HORRY COUNTY, SC (WMBF) - Over 20,000 students ride on Horry County School District's buses every day. With that ride for students, comes concern to parents over their safety.
Two of those buses were involved in accidents this week, and another had an alleged assault between a male and female student. The district says the county is aggressive with training their bus drivers.
"There is mandatory training they undergo each year. Their training deals with the operation of the vehicle itself, as far as driving and rules of the road," says Teal Britton, a spokesperson for the Horry County School District.
One trainer with the district says they are hands-on with their training, spending one-on-one time with each driver before and after they are certified.
"There is additional health, safety, and management issues, as well. That includes disciplinary actions since you have 50 or so children all together," adds Britton.

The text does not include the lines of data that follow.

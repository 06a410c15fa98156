//! Fixed-position extraction of calendar components from `DD/MM/YYYY`
//! dates and `HH:MM` times.
//!
//! Positions are counted in characters, not bytes, and out-of-range bounds
//! clamp to the end of the string. A date shorter than the layout therefore
//! yields short or empty components; those fail strict coercion downstream
//! rather than being repaired here.

use chrono::NaiveDate;

// ── Character slicing ─────────────────────────────────────────────────────────

/// Substring covering characters `[start, end)`; `end = None` runs to the end.
///
/// Bounds past the end of `s` clamp, and an inverted range yields `""`.
pub fn char_slice(s: &str, start: usize, end: Option<usize>) -> &str {
    let offset = |n: usize| s.char_indices().nth(n).map(|(i, _)| i).unwrap_or(s.len());
    let from = offset(start);
    let to = end.map(offset).unwrap_or(s.len());
    if to <= from {
        ""
    } else {
        &s[from..to]
    }
}

// ── Date / time components ────────────────────────────────────────────────────

/// Textual day, month and year components of a `DD/MM/YYYY` date.
#[derive(Debug, Clone, Copy, PartialEq, Eq)]
pub struct DateParts<'a> {
    pub day: &'a str,
    pub month: &'a str,
    pub year: &'a str,
}

/// Split `date` at characters `[0,2)`, `[3,5)` and `[6,end)`.
pub fn split_date(date: &str) -> DateParts<'_> {
    DateParts {
        day: char_slice(date, 0, Some(2)),
        month: char_slice(date, 3, Some(5)),
        year: char_slice(date, 6, None),
    }
}

/// Leading two characters of an `HH:MM` time.
pub fn hour_part(time: &str) -> &str {
    char_slice(time, 0, Some(2))
}

/// The calendar date for a grid cell, or `None` for cells such as 30 February.
pub fn calendar_date(year: i32, month: u32, day: u32) -> Option<NaiveDate> {
    NaiveDate::from_ymd_opt(year, month, day)
}
//! Bar charts of the aggregate series with regulatory reference lines.
//!
//! Mirrors the four report plots: yearly average (line at 40 µg/m³),
//! monthly average, daily average, and yearly count of hourly readings at
//! or above 200 µg/m³ (line at 18). Missing values leave a gap in the bars.

use ratatui::{
    layout::Rect,
    style::Style,
    symbols,
    text::{Line, Span},
    widgets::{Axis, Block, Borders, Chart, Dataset as ChartDataset, GraphType, Paragraph},
    Frame,
};

use nox_core::formatting::{day_label, month_label};
use nox_core::limits::{
    ANNUAL_MEAN_LIMIT_UGM3, DAYS_PER_MONTH_EVALUATED, HOURLY_EXCEEDANCES_ALLOWED,
    HOURLY_LIMIT_UGM3, MONTHS_PER_YEAR,
};
use nox_core::models::{NoxSeries, Reading};

use crate::themes::Theme;

// ── ChartKind ─────────────────────────────────────────────────────────────────

/// The four report charts.
#[derive(Debug, Clone, Copy, PartialEq, Eq)]
pub enum ChartKind {
    YearlyAverage,
    MonthlyAverage,
    DailyAverage,
    YearlyExceedances,
}

impl ChartKind {
    pub const ALL: [ChartKind; 4] = [
        ChartKind::YearlyAverage,
        ChartKind::MonthlyAverage,
        ChartKind::DailyAverage,
        ChartKind::YearlyExceedances,
    ];

    /// Chart title; the exceedance chart names the threshold it counts.
    pub fn title(self, exceedance_threshold: f64) -> String {
        match self {
            ChartKind::YearlyAverage => "Average Annual NOx".to_string(),
            ChartKind::MonthlyAverage => "Average Monthly NOx".to_string(),
            ChartKind::DailyAverage => "Average Daily NOx".to_string(),
            ChartKind::YearlyExceedances => {
                format!("Number of Measurements Over {} ugm-3", exceedance_threshold)
            }
        }
    }

    pub fn x_label(self) -> &'static str {
        match self {
            ChartKind::YearlyAverage | ChartKind::YearlyExceedances => "Year",
            ChartKind::MonthlyAverage => "Month",
            ChartKind::DailyAverage => "Day",
        }
    }

    pub fn y_label(self) -> &'static str {
        match self {
            ChartKind::YearlyExceedances => "Number",
            _ => "NOx ugm-3",
        }
    }

    /// Reference line drawn across the chart, if the chart has one.
    pub fn threshold(self) -> Option<f64> {
        match self {
            ChartKind::YearlyAverage => Some(ANNUAL_MEAN_LIMIT_UGM3),
            ChartKind::YearlyExceedances => Some(f64::from(HOURLY_EXCEEDANCES_ALLOWED)),
            ChartKind::MonthlyAverage | ChartKind::DailyAverage => None,
        }
    }
}

// ── ChartSpec ─────────────────────────────────────────────────────────────────

/// Everything needed to draw one chart.
#[derive(Debug, Clone, PartialEq)]
pub struct ChartSpec {
    pub kind: ChartKind,
    pub title: String,
    /// `(x, value)` per bar. Yearly charts use the year as `x`; the others
    /// number their cells from 1.
    pub bars: Vec<(f64, Reading)>,
    pub threshold: Option<f64>,
    /// Labels for the start and end of the x axis.
    pub x_labels: Vec<String>,
}

impl ChartSpec {
    pub fn from_series(kind: ChartKind, series: &NoxSeries) -> Self {
        let by_year = |values: Vec<Reading>| -> Vec<(f64, Reading)> {
            series
                .year_list
                .iter()
                .map(|&y| f64::from(y))
                .zip(values)
                .collect()
        };
        let by_position = |values: &[Reading]| -> Vec<(f64, Reading)> {
            values
                .iter()
                .enumerate()
                .map(|(i, v)| ((i + 1) as f64, *v))
                .collect()
        };

        let bars = match kind {
            ChartKind::YearlyAverage => by_year(series.yearly_average_nox.clone()),
            ChartKind::YearlyExceedances => by_year(
                series
                    .yearly_count_over_200
                    .iter()
                    .map(|&c| Some(f64::from(c)))
                    .collect(),
            ),
            ChartKind::MonthlyAverage => by_position(&series.monthly_average_nox),
            ChartKind::DailyAverage => by_position(&series.daily_average_nox),
        };

        let first = series.year_list.first().copied();
        let last = series.year_list.last().copied();
        let x_labels = match (first, last) {
            (Some(first), Some(last)) => match kind {
                ChartKind::YearlyAverage | ChartKind::YearlyExceedances => {
                    vec![first.to_string(), last.to_string()]
                }
                ChartKind::MonthlyAverage => {
                    vec![month_label(first, 1), month_label(last, MONTHS_PER_YEAR)]
                }
                ChartKind::DailyAverage => vec![
                    day_label(first, 1, 1),
                    day_label(last, MONTHS_PER_YEAR, DAYS_PER_MONTH_EVALUATED),
                ],
            },
            _ => Vec::new(),
        };

        Self {
            kind,
            title: kind.title(HOURLY_LIMIT_UGM3),
            bars,
            threshold: kind.threshold(),
            x_labels,
        }
    }

    /// Retitle for a non-default exceedance threshold.
    pub fn with_exceedance_threshold(mut self, exceedance_threshold: f64) -> Self {
        self.title = self.kind.title(exceedance_threshold);
        self
    }

    /// All four charts in report order.
    pub fn all(series: &NoxSeries) -> Vec<Self> {
        ChartKind::ALL
            .iter()
            .map(|&kind| Self::from_series(kind, series))
            .collect()
    }

    pub fn has_data(&self) -> bool {
        self.bars.iter().any(|(_, v)| v.is_some())
    }
}

// ── Geometry helpers ──────────────────────────────────────────────────────────

/// Bars split into `(within_limit, above_limit)` points. Missing values are
/// dropped; without a limit every bar is within it.
pub fn bar_points(bars: &[(f64, Reading)], limit: Option<f64>) -> (Vec<(f64, f64)>, Vec<(f64, f64)>) {
    bars.iter()
        .filter_map(|&(x, v)| v.map(|v| (x, v)))
        .partition(|&(_, v)| limit.map(|l| v <= l).unwrap_or(true))
}

/// Horizontal `[x_min, x_max]` with one unit of padding on each side.
/// Bars may arrive in any x order.
pub fn x_bounds(bars: &[(f64, Reading)]) -> [f64; 2] {
    if bars.is_empty() {
        return [0.0, 1.0];
    }
    let (lo, hi) = bars
        .iter()
        .fold((f64::INFINITY, f64::NEG_INFINITY), |(lo, hi), &(x, _)| {
            (lo.min(x), hi.max(x))
        });
    [lo - 1.0, hi + 1.0]
}

/// Endpoints of the reference line spanning the padded x range.
pub fn threshold_line(bars: &[(f64, Reading)], threshold: f64) -> [(f64, f64); 2] {
    let [lo, hi] = x_bounds(bars);
    [(lo, threshold), (hi, threshold)]
}

/// Vertical bounds from zero to 10 % above the tallest bar or the threshold.
pub fn y_bounds(bars: &[(f64, Reading)], threshold: Option<f64>) -> [f64; 2] {
    let top = bars
        .iter()
        .filter_map(|(_, v)| *v)
        .chain(threshold)
        .fold(0.0_f64, f64::max);
    [0.0, if top > 0.0 { top * 1.1 } else { 1.0 }]
}

// ── Rendering ─────────────────────────────────────────────────────────────────

/// Render `spec` as a bordered bar chart into `area`.
pub fn render_chart(frame: &mut Frame, area: Rect, spec: &ChartSpec, theme: &Theme) {
    if !spec.has_data() {
        render_no_data(frame, area, &spec.title, theme);
        return;
    }

    let (within, above) = bar_points(&spec.bars, spec.threshold);
    let line = spec.threshold.map(|t| threshold_line(&spec.bars, t));
    let x = x_bounds(&spec.bars);
    let y = y_bounds(&spec.bars, spec.threshold);

    let mut datasets = vec![bar_dataset(&within, theme.bar)];
    if !above.is_empty() {
        datasets.push(bar_dataset(&above, theme.bar_breach));
    }
    if let (Some(points), Some(t)) = (line.as_ref(), spec.threshold) {
        datasets.push(
            ChartDataset::default()
                .name(format!("limit {}", t))
                .marker(symbols::Marker::Braille)
                .graph_type(GraphType::Line)
                .style(theme.threshold)
                .data(points),
        );
    }

    let chart = Chart::new(datasets)
        .block(
            Block::default()
                .borders(Borders::ALL)
                .title(Span::styled(format!(" {} ", spec.title), theme.title)),
        )
        .x_axis(
            Axis::default()
                .title(spec.kind.x_label())
                .style(theme.axis)
                .bounds(x)
                .labels(spec.x_labels.clone()),
        )
        .y_axis(
            Axis::default()
                .title(spec.kind.y_label())
                .style(theme.axis)
                .bounds(y)
                .labels(axis_labels(y)),
        );

    frame.render_widget(chart, area);
}

/// Render a bordered "no data" placeholder.
pub fn render_no_data(frame: &mut Frame, area: Rect, title: &str, theme: &Theme) {
    let paragraph = Paragraph::new(Line::from(Span::styled(
        "No valid measurements to chart.",
        theme.dim,
    )))
    .block(
        Block::default()
            .borders(Borders::ALL)
            .title(Span::styled(format!(" {} ", title), theme.title)),
    );
    frame.render_widget(paragraph, area);
}

fn bar_dataset(points: &[(f64, f64)], style: Style) -> ChartDataset<'_> {
    ChartDataset::default()
        .marker(symbols::Marker::HalfBlock)
        .graph_type(GraphType::Bar)
        .style(style)
        .data(points)
}

/// Low, middle and high labels for the value axis.
fn axis_labels(bounds: [f64; 2]) -> Vec<String> {
    let mid = (bounds[0] + bounds[1]) / 2.0;
    [bounds[0], mid, bounds[1]]
        .iter()
        .map(|v| format!("{:.0}", v))
        .collect()
}
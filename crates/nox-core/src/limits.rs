//! Source-file layout constants and the regulatory NOx limits.
//!
//! The hourly and annual limits are the UK air-quality objectives for
//! nitrogen dioxide: an hourly mean of 200 µg/m³ must not be exceeded more
//! than 18 times a year, and the annual mean must not exceed 40 µg/m³.

// ── Source layout ─────────────────────────────────────────────────────────────

/// Default file-name pattern for the downloaded measurement files.
pub const SOURCE_FILE_PATTERN: &str = "Bristol NOx*.csv";

/// Preamble lines before the header row (the header sits at row index 4).
pub const HEADER_ROWS: usize = 4;

/// Trailing non-data lines at the end of every source file.
pub const FOOTER_ROWS: usize = 4;

/// Columns per row: Date, Time, the measurement and Status.
pub const SOURCE_COLUMN_COUNT: usize = 4;

/// Descriptive measurement column name as it appears in the source files.
pub const NOX_COLUMN_SOURCE: &str = "Nitrogen oxides as nitrogen dioxide";

/// Canonical short name the normalizer renames the measurement column to.
pub const NOX_COLUMN: &str = "Nitrogen_Oxides";

pub const DATE_COLUMN: &str = "Date";
pub const TIME_COLUMN: &str = "Time";
pub const STATUS_COLUMN: &str = "Status";

// ── Regulatory limits ─────────────────────────────────────────────────────────

/// Hourly concentration at or above which a sample counts as an exceedance.
pub const HOURLY_LIMIT_UGM3: f64 = 200.0;

/// Number of hourly exceedances tolerated per calendar year.
pub const HOURLY_EXCEEDANCES_ALLOWED: u32 = 18;

/// Ceiling for the annual mean concentration.
pub const ANNUAL_MEAN_LIMIT_UGM3: f64 = 40.0;

// ── Calendar grid ─────────────────────────────────────────────────────────────

pub const MONTHS_PER_YEAR: u32 = 12;

/// Days enumerated per month in the daily grid. Day 31 is never evaluated.
pub const DAYS_PER_MONTH_EVALUATED: u32 = 30;

#[cfg(test)]
mod tests {
    use super::*;

    #[test]
    fn test_grid_dimensions() {
        assert_eq!(MONTHS_PER_YEAR * DAYS_PER_MONTH_EVALUATED, 360);
    }

    #[test]
    fn test_limits_are_ordered() {
        assert!(ANNUAL_MEAN_LIMIT_UGM3 < HOURLY_LIMIT_UGM3);
    }

    #[test]
    fn test_canonical_column_names_differ() {
        assert_ne!(NOX_COLUMN, NOX_COLUMN_SOURCE);
        assert!(!NOX_COLUMN.contains(' '));
    }
}
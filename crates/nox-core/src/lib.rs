//! Core types for the NOx air-quality pipeline.
//!
//! Holds the record and aggregate models, the error taxonomy, per-field
//! coercion policies, summary statistics, regulatory limits and the small
//! formatting helpers shared by the data and UI crates.

pub mod coercion;
pub mod config;
pub mod error;
pub mod formatting;
pub mod limits;
pub mod models;
pub mod stats;
pub mod time_utils;
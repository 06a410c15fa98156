mod bootstrap;

use std::path::PathBuf;

use anyhow::Result;
use nox_core::config::PipelineConfig;
use nox_data::analysis::analyze;
use nox_ui::app::App;

fn main() -> Result<()> {
    bootstrap::setup_logging("info")?;

    tracing::info!("NOx report v{} starting", env!("CARGO_PKG_VERSION"));

    let cwd = std::env::current_dir()?;
    let data_dir = bootstrap::discover_data_path(&cwd).unwrap_or_else(|| PathBuf::from("."));
    let config = PipelineConfig::for_dir(&data_dir);
    tracing::info!(
        "Reading {:?} from {}",
        config.file_pattern,
        config.data_dir.display()
    );

    let result = analyze(&config)?;
    let meta = &result.metadata;
    tracing::info!(
        "Loaded {} files, {} rows ({} missing) in {:.3}s; aggregated in {:.3}s",
        meta.source_files.len(),
        meta.rows_loaded,
        meta.missing_readings,
        meta.load_time_seconds,
        meta.transform_time_seconds
    );
    tracing::debug!("Series: {}", result.series.to_json()?);

    let status = format!(
        "{} files · {} rows · {} missing",
        meta.source_files.len(),
        meta.rows_loaded,
        meta.missing_readings
    );
    App::new("auto", &result.series, &result.tables.yearly)
        .with_exceedance_threshold(config.exceedance_threshold)
        .with_status(status)
        .run()?;

    Ok(())
}
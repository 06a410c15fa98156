use serde::Serialize;

use crate::models::Reading;

// ── SummaryStats ──────────────────────────────────────────────────────────────

/// Mean, maximum and minimum over a group of readings.
///
/// Missing readings are ignored. When a group has no valid reading all
/// three statistics are `None`; they never default to zero.
#[derive(Debug, Clone, Copy, Default, PartialEq, Serialize)]
pub struct SummaryStats {
    pub mean: Reading,
    pub max: Reading,
    pub min: Reading,
}

impl SummaryStats {
    /// Statistics of an empty or all-missing group.
    pub const MISSING: Self = Self {
        mean: None,
        max: None,
        min: None,
    };

    /// Summarise `readings`, skipping missing values.
    pub fn from_readings<I>(readings: I) -> Self
    where
        I: IntoIterator<Item = Reading>,
    {
        let mut sum = 0.0_f64;
        let mut count = 0usize;
        let mut max = f64::NEG_INFINITY;
        let mut min = f64::INFINITY;

        for value in readings.into_iter().flatten() {
            sum += value;
            count += 1;
            max = max.max(value);
            min = min.min(value);
        }

        if count == 0 {
            return Self::MISSING;
        }

        Self {
            mean: Some(sum / count as f64),
            max: Some(max),
            min: Some(min),
        }
    }

    /// `true` when the group had no valid reading.
    pub fn is_missing(&self) -> bool {
        self.mean.is_none()
    }
}

// ── Threshold counting ────────────────────────────────────────────────────────

/// Number of readings at or above `threshold`. Missing readings never count.
pub fn count_at_or_above<I>(readings: I, threshold: f64) -> u32
where
    I: IntoIterator<Item = Reading>,
{
    readings
        .into_iter()
        .flatten()
        .filter(|v| *v >= threshold)
        .count() as u32
}

#[cfg(test)]
mod tests {
    use super::*;

    // ── SummaryStats::from_readings ──────────────────────────────────────────

    #[test]
    fn test_summary_basic() {
        let s = SummaryStats::from_readings([Some(10.0), Some(20.0), Some(60.0)]);
        assert_eq!(s.mean, Some(30.0));
        assert_eq!(s.max, Some(60.0));
        assert_eq!(s.min, Some(10.0));
    }

    #[test]
    fn test_summary_ignores_missing() {
        let s = SummaryStats::from_readings([Some(10.0), None, Some(30.0), None]);
        assert_eq!(s.mean, Some(20.0));
        assert_eq!(s.max, Some(30.0));
        assert_eq!(s.min, Some(10.0));
    }

    #[test]
    fn test_summary_all_missing_is_missing_not_zero() {
        let s = SummaryStats::from_readings([None, None]);
        assert_eq!(s, SummaryStats::MISSING);
        assert!(s.is_missing());
    }

    #[test]
    fn test_summary_empty_group_is_missing() {
        let s = SummaryStats::from_readings(std::iter::empty());
        assert!(s.is_missing());
        assert_eq!(s.max, None);
        assert_eq!(s.min, None);
    }

    #[test]
    fn test_summary_zero_reading_is_not_missing() {
        let s = SummaryStats::from_readings([Some(0.0)]);
        assert_eq!(s.mean, Some(0.0));
        assert!(!s.is_missing());
    }

    // ── count_at_or_above ────────────────────────────────────────────────────

    #[test]
    fn test_count_includes_boundary_excludes_missing() {
        let readings = [Some(150.0), Some(200.0), Some(250.0), None];
        assert_eq!(count_at_or_above(readings, 200.0), 2);
    }

    #[test]
    fn test_count_empty() {
        assert_eq!(count_at_or_above(std::iter::empty(), 200.0), 0);
    }

    #[test]
    fn test_count_just_below_threshold() {
        assert_eq!(count_at_or_above([Some(199.999)], 200.0), 0);
    }
}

The driver has to sit through hours of classes about management and emergency response. During their training, they will study up on how to use an AED, the best way to break up a fight, and what to do if a student has a medical emergency.
"A lot of the training that kicks in is what would happen in a classroom, it is instinct. There are drivers that, once the bus is pulled over, will physically separate children who are fighting, if that is what is needed until police can arrive," Britton says.
Outside of the classroom, they spend hours on the road with an instructor before taking the keys to drive students to school.
The school understands the driver does a lot more than steering the bus. In fact, a physical test is also part of their training.
"There are physical requirements. In the event there was an emergency, you'd have to have physical stamina, physical wellness, to be able to evacuate the bus and get everyone in a safe spot," explains Britton.
While there were two accidents this week, the district says the number of accidents the buses are in are relative to the amount of miles they drive.
"We go over three and a half million miles each year," says Britton.